Comment se passe ta collaboration avec les médecins, toi qui n’es pas passé par une formation médicale classique ?
Ma collaboration avec les médecins, dans le cadre de mon projet, est empreinte de respect mutuel pour des compétences qui sont complémentaires. Mon associé Thierry, cardiologue rythmologue, qui m’aide heureusement à répondre aux questions cliniques et anime notre comité scientifique, respecte énormément mon expérience de secouriste ainsi que mes capacités en management de projet. Plus largement, je pense même que mon profil d’ingénieur non-médecin facilite la liberté de mes échanges avec les médecins cardiologues ou urgentistes. En revanche, je suis bien content d’avoir mes associés comme partenaires pour mobiliser ces réseaux de médecins, fondés sur la confiance interpersonnelle.

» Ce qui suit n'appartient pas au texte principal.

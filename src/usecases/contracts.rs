use anyhow::Result;

use crate::domain::{events::AppEvent, session_state::SessionState};

pub trait AppEventSource {
    fn next_event(&mut self) -> Result<Option<AppEvent>>;
}

pub trait ShellOrchestrator {
    fn state(&self) -> &SessionState;
    fn handle_event(&mut self, event: AppEvent) -> Result<()>;
    /// Drains pending channel events into the session state.
    fn poll_channel(&mut self) -> Result<()>;
}
//! UI layer: terminal rendering and interaction entry points.

mod event_source;
mod message_rendering;
pub mod shell;
mod styles;
mod terminal;
mod view;

pub use event_source::CrosstermEventSource;

/// Returns the UI module name for smoke checks.
pub fn module_name() -> &'static str {
    "ui"
}
//! Channel layer: adapter over the shared lobby message store.

mod client;
mod store;
mod updates;

pub use client::{ChannelAdapter, ChannelInitError};
pub use store::{MessageStore, StoreError, StoredMessage};

/// Returns the channel module name for smoke checks.
pub fn module_name() -> &'static str {
    "channel"
}
use std::{path::PathBuf, sync::mpsc::Sender, time::Duration};

use tokio::{runtime::Runtime, sync::watch, time};

use crate::{channel::store::MessageStore, domain::events::ChannelEvent};

const CHANNEL_MONITOR_STARTED: &str = "CHANNEL_MONITOR_STARTED";
const CHANNEL_MONITOR_STOPPED: &str = "CHANNEL_MONITOR_STOPPED";
const CHANNEL_MONITOR_STOP_SIGNALED: &str = "CHANNEL_MONITOR_STOP_SIGNALED";
const CHANNEL_MONITOR_STORE_OPEN_FAILED: &str = "CHANNEL_MONITOR_STORE_OPEN_FAILED";
const CHANNEL_MONITOR_READ_FAILED: &str = "CHANNEL_MONITOR_READ_FAILED";
const CHANNEL_MONITOR_SIGNAL_SEND_FAILED: &str = "CHANNEL_MONITOR_SIGNAL_SEND_FAILED";

/// Background task that replays the store and then streams new rows to the
/// shell over `update_tx`, in store delivery order. Dropping the monitor
/// signals the task to stop.
#[derive(Debug)]
pub struct ChannelUpdatesMonitor {
    stop_tx: Option<watch::Sender<bool>>,
}

impl ChannelUpdatesMonitor {
    pub fn start(
        runtime: &Runtime,
        store_path: PathBuf,
        poll_interval: Duration,
        update_tx: Sender<ChannelEvent>,
    ) -> Result<Self, MonitorStartError> {
        if std::env::var("RALLY_CHANNEL_MONITOR_FAIL")
            .ok()
            .as_deref()
            == Some("1")
        {
            return Err(MonitorStartError::StartupRejected);
        }

        let (stop_tx, stop_rx) = watch::channel(false);
        runtime.spawn(run_monitor(store_path, poll_interval, update_tx, stop_rx));

        tracing::info!(
            code = CHANNEL_MONITOR_STARTED,
            "channel updates monitor started"
        );

        Ok(Self {
            stop_tx: Some(stop_tx),
        })
    }
}

impl Drop for ChannelUpdatesMonitor {
    fn drop(&mut self) {
        if let Some(stop_tx) = self.stop_tx.take() {
            let _ = stop_tx.send(true);
            tracing::debug!(
                code = CHANNEL_MONITOR_STOP_SIGNALED,
                "channel updates monitor shutdown signal sent"
            );
        }
    }
}

async fn run_monitor(
    store_path: PathBuf,
    poll_interval: Duration,
    update_tx: Sender<ChannelEvent>,
    mut stop_rx: watch::Receiver<bool>,
) {
    let store = match MessageStore::open(&store_path) {
        Ok(store) => store,
        Err(error) => {
            tracing::error!(
                code = CHANNEL_MONITOR_STORE_OPEN_FAILED,
                error = %error,
                "channel monitor could not open the store"
            );
            let _ = update_tx.send(ChannelEvent::Fault {
                code: CHANNEL_MONITOR_STORE_OPEN_FAILED.to_owned(),
            });
            return;
        }
    };

    let mut cursor = 0i64;
    let mut ticker = time::interval(poll_interval);

    loop {
        tokio::select! {
            changed = stop_rx.changed() => {
                if changed.is_err() || *stop_rx.borrow() {
                    tracing::info!(
                        code = CHANNEL_MONITOR_STOPPED,
                        "channel updates monitor stopped"
                    );
                    return;
                }
            }
            _ = ticker.tick() => {
                match store.fetch_after(cursor) {
                    Ok(batch) => {
                        for stored in batch {
                            cursor = stored.id;
                            if update_tx.send(ChannelEvent::Message(stored.message)).is_err() {
                                tracing::warn!(
                                    code = CHANNEL_MONITOR_SIGNAL_SEND_FAILED,
                                    "channel monitor receiver dropped; stopping"
                                );
                                return;
                            }
                        }
                    }
                    Err(error) => {
                        tracing::warn!(
                            code = CHANNEL_MONITOR_READ_FAILED,
                            error = %error,
                            "channel monitor read failed; keeping monitor alive"
                        );
                        let _ = update_tx.send(ChannelEvent::Fault {
                            code: CHANNEL_MONITOR_READ_FAILED.to_owned(),
                        });
                    }
                }
            }
        }
    }
}

#[derive(Debug)]
pub enum MonitorStartError {
    StartupRejected,
}

impl std::fmt::Display for MonitorStartError {
    fn fmt(&self, f: &mut std::fmt::Formatter<'_>) -> std::fmt::Result {
        match self {
            Self::StartupRejected => f.write_str("startup rejected by test switch"),
        }
    }
}

impl std::error::Error for MonitorStartError {}

#[cfg(test)]
mod tests {
    use std::sync::mpsc;

    use super::*;
    use crate::{channel::store::MessageStore, domain::message::ChatMessage};

    const RECV_DEADLINE: Duration = Duration::from_secs(5);

    fn msg(body: &str) -> ChatMessage {
        ChatMessage {
            author: "Ann".to_owned(),
            body: body.to_owned(),
            sent_at_ms: 10,
        }
    }

    fn test_runtime() -> Runtime {
        tokio::runtime::Builder::new_multi_thread()
            .worker_threads(1)
            .enable_time()
            .build()
            .expect("runtime builds")
    }

    fn recv_message(rx: &mpsc::Receiver<ChannelEvent>) -> ChatMessage {
        match rx.recv_timeout(RECV_DEADLINE).expect("event within deadline") {
            ChannelEvent::Message(message) => message,
            ChannelEvent::Fault { code } => panic!("unexpected fault: {code}"),
        }
    }

    #[test]
    fn replays_existing_rows_then_streams_new_ones() {
        let dir = tempfile::tempdir().expect("temp dir");
        let path = dir.path().join("messages.db3");

        let store = MessageStore::open(&path).expect("store opens");
        store.append(&msg("history-1")).expect("append");
        store.append(&msg("history-2")).expect("append");

        let runtime = test_runtime();
        let (tx, rx) = mpsc::channel();
        let _monitor =
            ChannelUpdatesMonitor::start(&runtime, path.clone(), Duration::from_millis(20), tx)
                .expect("monitor starts");

        assert_eq!(recv_message(&rx).body, "history-1");
        assert_eq!(recv_message(&rx).body, "history-2");

        store.append(&msg("live")).expect("append");

        assert_eq!(recv_message(&rx).body, "live");
    }

    #[test]
    fn reports_fault_when_store_cannot_be_opened() {
        let dir = tempfile::tempdir().expect("temp dir");
        // A directory at the database path makes the open fail.
        let path = dir.path().join("not-a-db");
        std::fs::create_dir(&path).expect("dir created");

        let runtime = test_runtime();
        let (tx, rx) = mpsc::channel();
        let _monitor =
            ChannelUpdatesMonitor::start(&runtime, path, Duration::from_millis(20), tx)
                .expect("monitor starts");

        match rx.recv_timeout(RECV_DEADLINE).expect("event within deadline") {
            ChannelEvent::Fault { code } => assert_eq!(code, CHANNEL_MONITOR_STORE_OPEN_FAILED),
            ChannelEvent::Message(message) => panic!("unexpected message: {message:?}"),
        }
    }
}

Quelques sociétés de Healthtech créées par des X sont apparues depuis quelques années (Cardiologs, Medadom) ; comment expliques-tu cet engouement, malgré l’absence de cursus sur des sujets véritablement de santé à l’X ?
L’engouement pour les sujets liés à la santé n’est pas nouveau, j’ai même eu un camarade de promotion qui a suivi des études de médecine après son passage à l’X ! Cela dit, les enjeux business liés au maintien de la vie en bonne santé d’une population plus nombreuse à vivre plus longtemps sont évidemment croissants. Par ailleurs, d’une part nous acceptons moins les états de fait et cherchons à améliorer les états existants qui nous paraissent inacceptables : en particulier sur la souffrance, la mortalité… D’autre part, nous pouvons être conscients de la part croissante de la science physique, mathématique, algorithmique, dans la conception des nouvelles solutions, ce qui nous donne une plus grande légitimité en tant qu’ingénieurs.
Serait-il temps de combler ce manque, et comment ?
Afin de faciliter spécifiquement la création de société de Healthtech par des X à l’avenir, je pense pertinent d’accentuer deux éléments, en plus des modules liés à l’entrepreneuriat qui existent probablement déjà. D’une part l’acculturation aux problématiques liées à la santé, par une proximité plus proche avec les hôpitaux (par exemple le futur hôpital de Saclay), et aux innovations en santé (par exemple via le mouvement de la French Care ou le Digital Medical Hub). D’autre part une meilleure connaissance des contraintes et possibilités spécifiques de l’entrepreneuriat dans la santé, dans le domaine réglementaire (les essais cliniques…) et l’accès au marché (le remboursement…).